# Cranberry Relish



## Caitedid (Jun 2, 2004)

Does anybody have a good recipe for a cranberry orange relish to be canned? Just got a canner for an early Christmas present. Thanks!


----------



## Marilyn (Aug 2, 2006)

I was wondering about this very thing. I hope someone has had experience; but if not, I'll give it a shot sometime soon after Thanksgiving.


----------



## Caitedid (Jun 2, 2004)

Marilyn- I've found recipes that aren't designed to be canned, and one from the Blue Book that isn't what I want. If I don't find one soon I'm just going for it...


----------



## Gladrags (Jul 13, 2010)

The first places I look when I want something a little different are the GardenWeb and the Bernardin web sites. Good luck!


----------



## Charly (Feb 20, 2010)

I've been working on a family cookbook for forever, and this is a family favorite. I've just copied and pasted from my cookbook notes. I have not ever canned this, but there are instructions for canning it below. I saw a similar recipe once, and these were the canning instructions for that recipe. I'm sure it would work here. These are SO good!

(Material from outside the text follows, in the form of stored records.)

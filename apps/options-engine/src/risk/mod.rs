//! Portfolio-level risk: Greek aggregation, VaR, margin, limits, stress.
//!
//! Every function here is a pure computation over read-only position data;
//! repricing under shocked scenarios goes through the pricing module.

mod limits;
mod stress;

pub use limits::{LimitBreach, LimitSeverity, check_limits};
pub use stress::{
    DEFAULT_PRICE_SHOCKS, DEFAULT_VOL_SHOCKS, StressScenario, StressTestResult, stress_test,
};

use rust_decimal::Decimal;
use rust_decimal_macros::dec;
use serde::{Deserialize, Serialize};

use crate::error::EngineError;
use crate::models::{Greeks, OptionKind};
use crate::portfolio::Position;
use crate::pricing::{norm_inv_cdf, norm_pdf};
use crate::strategy::Action;

/// Sum per-position Greeks into portfolio Greeks, weighted by signed
/// quantity and contract multiplier. Positions without Greeks contribute
/// nothing.
#[must_use]
pub fn portfolio_greeks(positions: &[Position]) -> Greeks {
    let mut total = Greeks::zero();
    for position in positions {
        if let Some(g) = position.contract.greeks {
            let weight =
                position.signed_quantity() as f64 * f64::from(position.contract.multiplier);
            total = total.add(&g.scale(weight));
        }
    }
    total
}

/// Delta-Normal Value-at-Risk and Conditional VaR, both as positive loss
/// magnitudes in currency units.
///
/// Portfolio standard deviation is approximated from the aggregated delta
/// and the underlying's annualized volatility; both figures scale with the
/// square root of the horizon, not linearly.
///
/// # Errors
///
/// Returns [`EngineError::InvalidInput`] when confidence is outside (0, 1),
/// or when spot, volatility, or horizon are out of domain.
pub fn value_at_risk(
    positions: &[Position],
    spot: f64,
    annual_volatility: f64,
    confidence: f64,
    horizon_days: f64,
    periods_per_year: u32,
) -> Result<(f64, f64), EngineError> {
    EngineError::require_positive("spot", spot)?;
    EngineError::require_non_negative("annual_volatility", annual_volatility)?;
    EngineError::require_positive("horizon_days", horizon_days)?;
    if !(confidence > 0.0 && confidence < 1.0) {
        return Err(EngineError::invalid_input(format!(
            "confidence must be in (0, 1), got {confidence}"
        )));
    }

    let delta = portfolio_greeks(positions).delta;
    let daily_std =
        delta.abs() * spot * annual_volatility / f64::from(periods_per_year).sqrt();
    let horizon_std = daily_std * horizon_days.sqrt();

    let z = norm_inv_cdf(confidence);
    let var = z * horizon_std;
    // Expected shortfall of a normal at the same confidence.
    let cvar = horizon_std * norm_pdf(z) / (1.0 - confidence);
    Ok((var, cvar))
}

/// Initial and maintenance margin for one position.
#[derive(Debug, Clone, Copy, PartialEq, Eq, Serialize, Deserialize)]
pub struct MarginRequirement {
    /// Margin required to open the position.
    pub initial: Decimal,
    /// Margin required to keep it open (0.75 x initial).
    pub maintenance: Decimal,
}

/// Margin for a single position under the standard short-option rule.
///
/// Long options require premium only. Short options require
/// `max(0.15 x spot - OTM amount, 0.10 x spot) + premium` per contract.
///
/// # Errors
///
/// Returns [`EngineError::InvalidInput`] for a non-positive spot.
pub fn margin_requirement(
    position: &Position,
    spot: Decimal,
) -> Result<MarginRequirement, EngineError> {
    if spot <= Decimal::ZERO {
        return Err(EngineError::invalid_input(format!(
            "spot must be positive, got {spot}"
        )));
    }

    let premium = position.mark_price.unwrap_or(position.entry_price);
    let size = Decimal::from(position.quantity) * Decimal::from(position.contract.multiplier);

    let per_contract = match position.action {
        Action::Buy => premium,
        Action::Sell => {
            let otm = match position.contract.kind {
                OptionKind::Call => (position.contract.strike - spot).max(Decimal::ZERO),
                OptionKind::Put => (spot - position.contract.strike).max(Decimal::ZERO),
            };
            let risk_based = (dec!(0.15) * spot - otm).max(dec!(0.10) * spot);
            risk_based + premium
        }
    };

    let initial = per_contract * size;
    Ok(MarginRequirement {
        initial,
        maintenance: initial * dec!(0.75),
    })
}
//! Read-only structural validation of strategies.

use chrono::NaiveDate;
use rust_decimal::Decimal;
use serde::{Deserialize, Serialize};

use crate::models::OptionKind;

use super::{Action, Strategy, StrategyType};

/// Days to expiry under which a warning is attached.
const NEAR_EXPIRY_DAYS: i64 = 7;

/// Result of strategy validation.
#[derive(Debug, Clone, Serialize, Deserialize)]
pub struct ValidationReport {
    /// Whether validation passed (no errors; warnings are allowed).
    pub is_valid: bool,
    /// Hard violations.
    pub errors: Vec<String>,
    /// Advisory findings that do not block use.
    pub warnings: Vec<String>,
}

/// Validate a strategy against its declared type as of the given date.
///
/// Pure inspection: the strategy is never mutated.
#[must_use]
pub fn validate(strategy: &Strategy, asof: NaiveDate) -> ValidationReport {
    let mut errors = Vec::new();
    let mut warnings = Vec::new();

    if strategy.legs.is_empty() {
        errors.push("strategy has no legs".to_string());
        return ValidationReport {
            is_valid: false,
            errors,
            warnings,
        };
    }

    for (i, leg) in strategy.legs.iter().enumerate() {
        if leg.quantity == 0 {
            errors.push(format!("leg {i}: quantity must be at least 1"));
        }
        if leg.contract.strike <= Decimal::ZERO {
            errors.push(format!(
                "leg {i}: strike must be positive, got {}",
                leg.contract.strike
            ));
        }
        if leg.contract.is_expired(asof) {
            errors.push(format!(
                "leg {i}: contract {} expired on {}",
                leg.contract.instrument_id, leg.contract.expiration
            ));
        } else {
            let days_left = (leg.contract.expiration - asof).num_days();
            if days_left <= NEAR_EXPIRY_DAYS {
                warnings.push(format!(
                    "leg {i}: contract {} expires in {days_left} day(s)",
                    leg.contract.instrument_id
                ));
            }
        }
    }

    match strategy.strategy_type {
        StrategyType::SingleLeg => check_single_leg(strategy, &mut errors),
        StrategyType::Straddle => check_straddle(strategy, &mut errors),
        StrategyType::Strangle => check_strangle(strategy, &mut errors),
        StrategyType::IronCondor => check_iron_condor(strategy, &mut errors),
        StrategyType::Butterfly => check_butterfly(strategy, &mut errors),
    }

    ValidationReport {
        is_valid: errors.is_empty(),
        errors,
        warnings,
    }
}

fn same_expiry(strategy: &Strategy) -> bool {
    strategy
        .legs
        .windows(2)
        .all(|w| w[0].contract.expiration == w[1].contract.expiration)
}

fn check_single_leg(strategy: &Strategy, errors: &mut Vec<String>) {
    if strategy.legs.len() != 1 {
        errors.push(format!(
            "single-leg strategy must have exactly 1 leg, got {}",
            strategy.legs.len()
        ));
    }
}

fn check_straddle(strategy: &Strategy, errors: &mut Vec<String>) {
    if strategy.legs.len() != 2 {
        errors.push(format!(
            "straddle must have exactly 2 legs, got {}",
            strategy.legs.len()
        ));
        return;
    }
    let (a, b) = (&strategy.legs[0], &strategy.legs[1]);
    if a.contract.kind == b.contract.kind {
        errors.push("straddle requires one call and one put".to_string());
    }
    if a.contract.strike != b.contract.strike {
        errors.push(format!(
            "straddle legs must share a strike, got {} and {}",
            a.contract.strike, b.contract.strike
        ));
    }
    if !same_expiry(strategy) {
        errors.push("straddle legs must share an expiration".to_string());
    }
    if a.action != b.action {
        errors.push("straddle legs must share a direction".to_string());
    }
}

fn check_strangle(strategy: &Strategy, errors: &mut Vec<String>) {
    if strategy.legs.len() != 2 {
        errors.push(format!(
            "strangle must have exactly 2 legs, got {}",
            strategy.legs.len()
        ));
        return;
    }
    let put = strategy
        .legs
        .iter()
        .find(|l| l.contract.kind == OptionKind::Put);
    let call = strategy
        .legs
        .iter()
        .find(|l| l.contract.kind == OptionKind::Call);
    match (put, call) {
        (Some(put), Some(call)) => {
            if put.contract.strike >= call.contract.strike {
                errors.push(format!(
                    "strangle strike ordering violated: put strike {} must be below \
                     call strike {}",
                    put.contract.strike, call.contract.strike
                ));
            }
        }
        _ => errors.push("strangle requires one put and one call".to_string()),
    }
    if !same_expiry(strategy) {
        errors.push("strangle legs must share an expiration".to_string());
    }
}

fn check_iron_condor(strategy: &Strategy, errors: &mut Vec<String>) {
    if strategy.legs.len() != 4 {
        errors.push(format!(
            "iron condor must have exactly 4 legs, got {}",
            strategy.legs.len()
        ));
        return;
    }
    let strikes: Vec<Decimal> = strategy.legs.iter().map(|l| l.contract.strike).collect();
    if !strikes.windows(2).all(|w| w[0] < w[1]) {
        errors.push(format!(
            "iron condor strikes must be strictly ascending, got {strikes:?}"
        ));
    }
    let kinds: Vec<OptionKind> = strategy.legs.iter().map(|l| l.contract.kind).collect();
    if kinds
        != vec![
            OptionKind::Put,
            OptionKind::Put,
            OptionKind::Call,
            OptionKind::Call,
        ]
    {
        errors.push("iron condor must be put/put/call/call from low to high strike".to_string());
    }
    let actions: Vec<Action> = strategy.legs.iter().map(|l| l.action).collect();
    if actions != vec![Action::Buy, Action::Sell, Action::Sell, Action::Buy] {
        errors.push("iron condor must buy the wings and sell the body".to_string());
    }
    if !same_expiry(strategy) {
        errors.push("iron condor legs must share an expiration".to_string());
    }
}

fn check_butterfly(strategy: &Strategy, errors: &mut Vec<String>) {
    if strategy.legs.len() != 3 {
        errors.push(format!(
            "butterfly must have exactly 3 legs, got {}",
            strategy.legs.len()
        ));
        return;
    }
    let (low, center, high) = (&strategy.legs[0], &strategy.legs[1], &strategy.legs[2]);
    let (k_low, k_center, k_high) = (
        low.contract.strike,
        center.contract.strike,
        high.contract.strike,
    );
    if !(k_low < k_center && k_center < k_high) {
        errors.push(format!(
            "butterfly strikes must be ascending, got {k_low}/{k_center}/{k_high}"
        ));
    } else if k_center - k_low != k_high - k_center {
        errors.push(format!(
            "butterfly wings must be symmetric around the center strike \
             ({k_center} - {k_low} != {k_high} - {k_center})"
        ));
    }
    if center.quantity != low.quantity * 2 || low.quantity != high.quantity {
        errors.push("butterfly center quantity must be twice each wing".to_string());
    }
    let kind = low.contract.kind;
    if strategy.legs.iter().any(|l| l.contract.kind != kind) {
        errors.push("butterfly legs must share an option kind".to_string());
    }
    if !same_expiry(strategy) {
        errors.push("butterfly legs must share an expiration".to_string());
    }
}

#[cfg(test)]
mod tests {
    use super::*;
    use crate::strategy::StrategyBuilder;
    use rust_decimal_macros::dec;
    use test_case::test_case;

    fn asof() -> NaiveDate {
        NaiveDate::from_ymd_opt(2026, 1, 2).unwrap()
    }

    fn expiry() -> NaiveDate {
        NaiveDate::from_ymd_opt(2026, 6, 26).unwrap()
    }

    #[test]
    fn test_valid_straddle_passes() {
        let strategy = StrategyBuilder::new("BTC")
            .straddle(super::super::Action::Buy, dec!(50000), expiry(), 1)
            .unwrap();
        let report = validate(&strategy, asof());
        assert!(report.is_valid);
        assert!(report.errors.is_empty());
    }

    #[test]
    fn test_mislabeled_strangle_rejected() {
        // Build a straddle but declare it a strangle: equal strikes violate
        // the put-below-call ordering.
        let mut strategy = StrategyBuilder::new("BTC")
            .straddle(super::super::Action::Sell, dec!(50000), expiry(), 1)
            .unwrap();
        strategy.strategy_type = StrategyType::Strangle;
        let report = validate(&strategy, asof());
        assert!(!report.is_valid);
        assert!(report.errors.iter().any(|e| e.contains("strike ordering")));
    }

    #[test]
    fn test_expired_contract_rejected() {
        let strategy = StrategyBuilder::new("BTC")
            .single_leg(
                crate::models::OptionKind::Call,
                super::super::Action::Buy,
                dec!(50000),
                NaiveDate::from_ymd_opt(2025, 12, 26).unwrap(),
                1,
            )
            .unwrap();
        let report = validate(&strategy, asof());
        assert!(!report.is_valid);
        assert!(report.errors.iter().any(|e| e.contains("expired")));
    }

    #[test]
    fn test_near_expiry_warns_but_passes() {
        let strategy = StrategyBuilder::new("BTC")
            .single_leg(
                crate::models::OptionKind::Put,
                super::super::Action::Buy,
                dec!(50000),
                NaiveDate::from_ymd_opt(2026, 1, 6).unwrap(),
                1,
            )
            .unwrap();
        let report = validate(&strategy, asof());
        assert!(report.is_valid);
        assert_eq!(report.warnings.len(), 1);
        assert!(report.warnings[0].contains("expires in"));
    }

    #[test]
    fn test_empty_strategy_rejected() {
        let strategy = Strategy {
            name: "empty".to_string(),
            description: String::new(),
            strategy_type: StrategyType::SingleLeg,
            legs: Vec::new(),
        };
        let report = validate(&strategy, asof());
        assert!(!report.is_valid);
    }

    #[test_case(StrategyType::Straddle; "straddle needs 2 legs")]
    #[test_case(StrategyType::IronCondor; "iron condor needs 4 legs")]
    #[test_case(StrategyType::Butterfly; "butterfly needs 3 legs")]
    fn test_leg_count_mismatch(declared: StrategyType) {
        let mut strategy = StrategyBuilder::new("BTC")
            .single_leg(
                crate::models::OptionKind::Call,
                super::super::Action::Buy,
                dec!(50000),
                expiry(),
                1,
            )
            .unwrap();
        strategy.strategy_type = declared;
        let report = validate(&strategy, asof());
        assert!(!report.is_valid);
    }

    #[test]
    fn test_valid_iron_condor_passes() {
        let strategy = StrategyBuilder::new("BTC")
            .iron_condor(
                [dec!(40000), dec!(45000), dec!(55000), dec!(60000)],
                expiry(),
                1,
            )
            .unwrap();
        let report = validate(&strategy, asof());
        assert!(report.is_valid, "errors: {:?}", report.errors);
    }

    #[test]
    fn test_valid_butterfly_passes() {
        let strategy = StrategyBuilder::new("BTC")
            .butterfly(
                crate::models::OptionKind::Put,
                dec!(45000),
                dec!(50000),
                dec!(55000),
                expiry(),
                2,
            )
            .unwrap();
        let report = validate(&strategy, asof());
        assert!(report.is_valid, "errors: {:?}", report.errors);
    }

    #[test]
    fn test_validation_does_not_mutate() {
        let strategy = StrategyBuilder::new("BTC")
            .straddle(super::super::Action::Buy, dec!(50000), expiry(), 1)
            .unwrap();
        let before = serde_json::to_string(&strategy).unwrap();
        let _ = validate(&strategy, asof());
        let after = serde_json::to_string(&strategy).unwrap();
        assert_eq!(before, after);
    }
}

I'm actually going to can some this year too. 

Spiced Cranberries

8 C whole cranberries, washed and picked over
1 C vinegar
2/3 C water
1 Â½ T ground cinnamon
2/3 T ground cloves
2/3 T ground allspice
6 C sugar

Place the cranberries in a large stockpot. Add vinegar, water, sugar, cinnamon, cloves, and allspice. Cook slowly over low heat for 45 minutes. It will foam up. Stir often, smashing the cranberries with the back of your spoon. Cool and refrigerate.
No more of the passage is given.